La herencia de este sistema constructivo toma forma en la propia realidad de los escenarios de nuestras ciudades, donde perviven cientos de edificaciones de entramado desde hace más de medio milenio. Edificaciones que siguen cumpliendo con la función con la que se crearon pese a haber pasado desapercibidas en la historia escrita de la Arquitectura.
El sistema constructivo, en origen, otorgaba a la madera el papel resistente de la estructura, cuyos huecos se rellenaban con los materiales más baratos y accesibles, y que cumplían únicamente la función de cerramiento.
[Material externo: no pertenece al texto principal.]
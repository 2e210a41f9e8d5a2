//! Report rendering

pub mod formatter;
pub mod report;

pub use formatter::{OutputFormatter, ReportGenerator};
pub use report::{ReportMetadata, ScoreReport};
//! Input processing module
//! Turns resume and job description files into plain text for the scorer

pub mod file_detector;
pub mod text_extractor;
pub mod manager;

pub use manager::InputManager;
Fueron los incendios y las catástrofes naturales los que recomendaron mejorar dichos rellenos, por lo que materiales como el mampuesto, el ladrillo cocido y los materiales de derribo, comenzaron a sustituir al barro y las fibras vegetales.
Con la entrada en la estructura de estos rellenos más competentes, su forma resistente cambió completamente. La madera, material cuya fluencia se desarrolla rápidamente, transfiere ahora parte de sus cargas a los materiales que la rellenan y toda la estructura comienza a trabajar de manera colaborativa.